Comparator<Entry<Byte, Integer>> byVal = Comparator.comparingInt(e -> e.getValue());
// create a stream of Map.Entry objects. The stream is a new concept of Java8.
// That's somehow like a collection, but more powerful. While the collection
// stores data he stream has a focus on manipulating
counters.entrySet().stream()
// Use the comaparator in reversed form.
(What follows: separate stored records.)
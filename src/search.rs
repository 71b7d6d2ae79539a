use std::sync::Arc;

use serde::Serialize;
use tracing::{debug, warn};

use crate::checkpoint::{CheckpointId, CheckpointManager};
use crate::domain::CaseId;
use crate::error::KiraError;
use crate::index::{IndexSnapshot, VectorIndex};

#[derive(Debug, Clone, PartialEq, Serialize)]
pub struct Neighbor {
    pub case_id: CaseId,
    pub score: f32,
}

pub trait NeighborSearch: Send + Sync {
    /// At most `k` neighbours, best first, never including `case_id`. Empty when the case or
    /// the index is unavailable.
    fn search(&self, case_id: &CaseId, k: usize) -> Vec<Neighbor>;
}

#[derive(Clone)]
pub struct FlatCosineSearch {
    index: Arc<VectorIndex>,
}

impl FlatCosineSearch {
    pub fn new(index: Arc<VectorIndex>) -> Self {
        Self { index }
    }

    pub fn from_latest(manager: &CheckpointManager) -> Option<(CheckpointId, Self)> {
        let loaded = manager.load_latest()?;
        let search = Self::new(Arc::new(VectorIndex::from_snapshot(loaded.snapshot)));
        Some((loaded.id, search))
    }

    pub fn from_checkpoint(
        manager: &CheckpointManager,
        id: &CheckpointId,
    ) -> Result<Self, KiraError> {
        let snapshot = manager.load(id)?;
        Ok(Self::new(Arc::new(VectorIndex::from_snapshot(snapshot))))
    }

    pub fn index_size(&self) -> usize {
        self.index.size()
    }

    pub fn try_search(&self, case_id: &CaseId, k: usize) -> Result<Vec<Neighbor>, KiraError> {
        self.index
            .read_with(|snapshot| rank(snapshot, case_id, k))?
    }
}

impl NeighborSearch for FlatCosineSearch {
    fn search(&self, case_id: &CaseId, k: usize) -> Vec<Neighbor> {
        match self.try_search(case_id, k) {
            Ok(neighbors) => neighbors,
            Err(err) => {
                warn!(case_id = %case_id, error = %err, "similarity search failed");
                Vec::new()
            }
        }
    }
}

fn rank(snapshot: &IndexSnapshot, case_id: &CaseId, k: usize) -> Result<Vec<Neighbor>, KiraError> {
    let query = snapshot
        .vector(case_id)
        .ok_or_else(|| KiraError::CaseNotIndexed(case_id.to_string()))?;
    let query_norm = norm(query);

    let mut scored: Vec<(&CaseId, f32)> = snapshot
        .entries_by_row()
        .into_iter()
        .filter(|(candidate, _)| *candidate != case_id)
        .filter_map(|(candidate, pos)| {
            let row = snapshot.row(pos)?;
            Some((candidate, cosine(query, query_norm, row)))
        })
        .collect();
    // stable: equal scores keep stored row order
    scored.sort_by(|a, b| b.1.total_cmp(&a.1));
    scored.truncate(k);

    debug!(case_id = %case_id, k, returned = scored.len(), "similarity search");
    Ok(scored
        .into_iter()
        .map(|(candidate, score)| Neighbor {
            case_id: candidate.clone(),
            score,
        })
        .collect())
}

fn norm(vector: &[f32]) -> f64 {
    vector
        .iter()
        .map(|v| f64::from(*v) * f64::from(*v))
        .sum::<f64>()
        .sqrt()
}

/// Zero-length vectors have no direction and score 0.
fn cosine(query: &[f32], query_norm: f64, other: &[f32]) -> f32 {
    let other_norm = norm(other);
    if query_norm == 0.0 || other_norm == 0.0 {
        return 0.0;
    }
    let dot: f64 = query
        .iter()
        .zip(other)
        .map(|(a, b)| f64::from(*a) * f64::from(*b))
        .sum();
    (dot / (query_norm * other_norm)).clamp(-1.0, 1.0) as f32
}

pub fn cosine_similarity(a: &[f32], b: &[f32]) -> f32 {
    cosine(a, norm(a), b)
}
use std::collections::{BTreeMap, BTreeSet};
use std::fmt;
use std::fs;
use std::str::FromStr;
use std::sync::{LazyLock, Mutex};

use camino::{Utf8Path, Utf8PathBuf};
use chrono::{DateTime, NaiveDateTime, TimeDelta, Utc};
use regex::Regex;
use serde::{Deserialize, Serialize};
use tracing::{info, warn};

use crate::domain::CaseId;
use crate::error::KiraError;
use crate::index::IndexSnapshot;
use crate::reducer::FeatureSpace;
use crate::store::Store;

const ID_FORMAT: &str = "%Y%m%d_%H%M%S_%6f";
const VECTOR_FORMAT_VERSION: u32 = 1;

static ID_RE: LazyLock<Regex> =
    LazyLock::new(|| Regex::new(r"^\d{8}_\d{6}_\d{6}$").expect("valid checkpoint id regex"));
static VECTORS_RE: LazyLock<Regex> = LazyLock::new(|| {
    Regex::new(r"^vectors_(\d{8}_\d{6}_\d{6})\.bin$").expect("valid vectors file regex")
});
static MAPPING_RE: LazyLock<Regex> = LazyLock::new(|| {
    Regex::new(r"^mapping_(\d{8}_\d{6}_\d{6})\.json$").expect("valid mapping file regex")
});

#[derive(Debug, Clone, PartialEq, Eq, Hash, PartialOrd, Ord, Serialize)]
#[serde(into = "String")]
pub struct CheckpointId(String);

impl CheckpointId {
    fn from_time(time: DateTime<Utc>) -> Self {
        Self(time.format(ID_FORMAT).to_string())
    }

    pub fn as_str(&self) -> &str {
        &self.0
    }

    fn timestamp(&self) -> Option<DateTime<Utc>> {
        NaiveDateTime::parse_from_str(&self.0, ID_FORMAT)
            .ok()
            .map(|naive| naive.and_utc())
    }
}

impl fmt::Display for CheckpointId {
    fn fmt(&self, f: &mut fmt::Formatter<'_>) -> fmt::Result {
        write!(f, "{}", self.0)
    }
}

impl FromStr for CheckpointId {
    type Err = KiraError;

    fn from_str(value: &str) -> Result<Self, Self::Err> {
        let trimmed = value.trim();
        if !ID_RE.is_match(trimmed) {
            return Err(KiraError::InvalidCheckpointId(value.to_string()));
        }
        Ok(Self(trimmed.to_string()))
    }
}

impl From<CheckpointId> for String {
    fn from(value: CheckpointId) -> Self {
        value.0
    }
}

#[derive(Serialize)]
struct VectorArtifactRef<'a> {
    format_version: u32,
    dimension: Option<usize>,
    genes: Option<&'a [String]>,
    data: &'a [f32],
}

#[derive(Deserialize)]
struct VectorArtifact {
    format_version: u32,
    dimension: Option<usize>,
    genes: Option<Vec<String>>,
    data: Vec<f32>,
}

#[derive(Debug)]
pub struct LoadedCheckpoint {
    pub id: CheckpointId,
    pub snapshot: IndexSnapshot,
}

#[derive(Debug)]
pub struct CheckpointManager {
    dir: Utf8PathBuf,
    keep: usize,
    last_stamp: Mutex<Option<DateTime<Utc>>>,
}

impl CheckpointManager {
    pub fn new(dir: Utf8PathBuf, keep: usize) -> Self {
        Self {
            dir,
            keep: keep.max(1),
            last_stamp: Mutex::new(None),
        }
    }

    pub fn dir(&self) -> &Utf8Path {
        &self.dir
    }

    pub fn vectors_path(&self, id: &CheckpointId) -> Utf8PathBuf {
        self.dir.join(format!("vectors_{id}.bin"))
    }

    pub fn mapping_path(&self, id: &CheckpointId) -> Utf8PathBuf {
        self.dir.join(format!("mapping_{id}.json"))
    }

    pub fn save(&self, snapshot: &IndexSnapshot) -> Result<CheckpointId, KiraError> {
        let id = self.next_id()?;
        let fail = |message: String| KiraError::Checkpoint {
            id: id.to_string(),
            message,
        };

        let genes = snapshot.feature_space.as_ref().map(FeatureSpace::genes);
        let artifact = VectorArtifactRef {
            format_version: VECTOR_FORMAT_VERSION,
            dimension: snapshot.dimension,
            genes,
            data: &snapshot.data,
        };
        let vectors = bincode::serialize(&artifact).map_err(|err| fail(err.to_string()))?;
        let mapping: BTreeMap<&str, usize> = snapshot
            .mapping
            .iter()
            .map(|(case_id, pos)| (case_id.as_str(), *pos))
            .collect();
        let mapping = serde_json::to_vec(&mapping).map_err(|err| fail(err.to_string()))?;

        Store::write_bytes_atomic(&self.vectors_path(&id), &vectors)?;
        Store::write_bytes_atomic(&self.mapping_path(&id), &mapping)?;
        info!(
            checkpoint = %id,
            rows = snapshot.rows(),
            cases = snapshot.mapping.len(),
            "checkpoint saved"
        );

        self.prune();
        Ok(id)
    }

    pub fn list(&self) -> Result<Vec<CheckpointId>, KiraError> {
        let (vectors, mappings) = self.scan()?;
        Ok(vectors.intersection(&mappings).cloned().collect())
    }

    pub fn load(&self, id: &CheckpointId) -> Result<IndexSnapshot, KiraError> {
        let fail = |message: String| KiraError::Checkpoint {
            id: id.to_string(),
            message,
        };

        let vectors_path = self.vectors_path(id);
        let mapping_path = self.mapping_path(id);
        if !vectors_path.as_std_path().exists() || !mapping_path.as_std_path().exists() {
            return Err(fail("incomplete pair".to_string()));
        }

        let bytes = fs::read(vectors_path.as_std_path())
            .map_err(|err| fail(format!("read {vectors_path}: {err}")))?;
        let artifact: VectorArtifact =
            bincode::deserialize(&bytes).map_err(|err| fail(format!("decode vectors: {err}")))?;
        drop(bytes);
        if artifact.format_version != VECTOR_FORMAT_VERSION {
            return Err(fail(format!(
                "unsupported vector format version {}",
                artifact.format_version
            )));
        }

        let content = fs::read_to_string(mapping_path.as_std_path())
            .map_err(|err| fail(format!("read {mapping_path}: {err}")))?;
        let mapping: BTreeMap<CaseId, usize> =
            serde_json::from_str(&content).map_err(|err| fail(format!("decode mapping: {err}")))?;

        let snapshot = IndexSnapshot {
            dimension: artifact.dimension,
            feature_space: artifact.genes.map(FeatureSpace::new),
            data: artifact.data,
            mapping,
        };
        snapshot.validate().map_err(fail)?;
        Ok(snapshot)
    }

    pub fn load_latest(&self) -> Option<LoadedCheckpoint> {
        let ids = match self.list() {
            Ok(ids) => ids,
            Err(err) => {
                warn!(error = %err, dir = %self.dir, "cannot scan checkpoints");
                return None;
            }
        };
        for id in ids.into_iter().rev() {
            match self.load(&id) {
                Ok(snapshot) => {
                    info!(checkpoint = %id, rows = snapshot.rows(), "checkpoint loaded");
                    return Some(LoadedCheckpoint { id, snapshot });
                }
                Err(err) => warn!(error = %err, "skipping unusable checkpoint"),
            }
        }
        None
    }

    /// Combines pairs in the given order. A case id keeps the vector of the first pair that
    /// mentions it; pairs that fail to load or do not fit are logged and skipped.
    pub fn merge(&self, ids: &[CheckpointId]) -> Result<IndexSnapshot, KiraError> {
        let mut combined = IndexSnapshot::default();
        for id in ids {
            let snapshot = match self.load(id) {
                Ok(snapshot) => snapshot,
                Err(err) => {
                    warn!(error = %err, "skipping checkpoint in merge");
                    continue;
                }
            };
            let incoming = snapshot.mapping.len();
            match combined.absorb(snapshot) {
                Ok(added) => info!(
                    checkpoint = %id,
                    added,
                    duplicates = incoming - added,
                    "checkpoint merged"
                ),
                Err(err) => warn!(checkpoint = %id, error = %err, "skipping checkpoint in merge"),
            }
        }
        Ok(combined)
    }

    pub fn consolidate(&self) -> Result<Option<(CheckpointId, IndexSnapshot)>, KiraError> {
        let ids = self.list()?;
        if ids.is_empty() {
            return Ok(None);
        }
        let merged = self.merge(&ids)?;
        let id = self.save(&merged)?;
        Ok(Some((id, merged)))
    }

    fn scan(&self) -> Result<(BTreeSet<CheckpointId>, BTreeSet<CheckpointId>), KiraError> {
        let mut vectors = BTreeSet::new();
        let mut mappings = BTreeSet::new();
        if !self.dir.as_std_path().exists() {
            return Ok((vectors, mappings));
        }
        let entries = fs::read_dir(self.dir.as_std_path()).map_err(KiraError::filesystem)?;
        for entry in entries {
            let entry = entry.map_err(KiraError::filesystem)?;
            let name = entry.file_name();
            let Some(name) = name.to_str() else {
                continue;
            };
            if let Some(caps) = VECTORS_RE.captures(name) {
                vectors.insert(CheckpointId(caps[1].to_string()));
            } else if let Some(caps) = MAPPING_RE.captures(name) {
                mappings.insert(CheckpointId(caps[1].to_string()));
            }
        }
        Ok((vectors, mappings))
    }

    fn prune(&self) {
        let (vectors, mappings) = match self.scan() {
            Ok(found) => found,
            Err(err) => {
                warn!(error = %err, "cannot scan checkpoints for retention");
                return;
            }
        };
        let pairs: Vec<_> = vectors.intersection(&mappings).cloned().collect();
        let stale = pairs.len().saturating_sub(self.keep);
        for id in &pairs[..stale] {
            self.remove(&self.vectors_path(id));
            self.remove(&self.mapping_path(id));
        }

        // half pairs older than the newest complete pair are leftovers of interrupted saves
        let Some(newest) = pairs.last() else {
            return;
        };
        for id in vectors.difference(&mappings).filter(|id| *id < newest) {
            self.remove(&self.vectors_path(id));
        }
        for id in mappings.difference(&vectors).filter(|id| *id < newest) {
            self.remove(&self.mapping_path(id));
        }
    }

    fn remove(&self, path: &Utf8Path) {
        match fs::remove_file(path.as_std_path()) {
            Ok(()) => info!(file = %path, "removed old checkpoint file"),
            Err(err) => warn!(file = %path, error = %err, "cannot remove old checkpoint file"),
        }
    }

    /// Strictly increasing ids even when saves land in the same microsecond.
    fn next_id(&self) -> Result<CheckpointId, KiraError> {
        let mut last = self
            .last_stamp
            .lock()
            .map_err(|_| KiraError::Filesystem("checkpoint clock poisoned".to_string()))?;
        let floor = (*last)
            .or_else(|| self.latest_on_disk())
            .map(|stamp| stamp + TimeDelta::microseconds(1));
        let now = Utc::now();
        let stamp = match floor {
            Some(floor) if floor > now => floor,
            _ => now,
        };
        *last = Some(stamp);
        Ok(CheckpointId::from_time(stamp))
    }

    fn latest_on_disk(&self) -> Option<DateTime<Utc>> {
        let (vectors, mappings) = self.scan().ok()?;
        vectors
            .into_iter()
            .chain(mappings)
            .filter_map(|id| id.timestamp())
            .max()
    }
}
That means the number of
// occurences is now descending
.sorted(byVal.reversed())
// only use the first Map.Entry. I.E. the one with most occurences
// a similar functionality is by filter.
// .filter(e -> e.getValue() > 1) would use all duplicates
.limit(1)
// print out the results. Of course the argument for println can be
// concatenated from several parts like:
// e.getKey() + "\tcount: " + e.getValue()
.forEach(e -> System.out.println(e.getKey()));
Java 8 helps a lot for problems like this. Tying to write the same with former versions take quite a bit more code.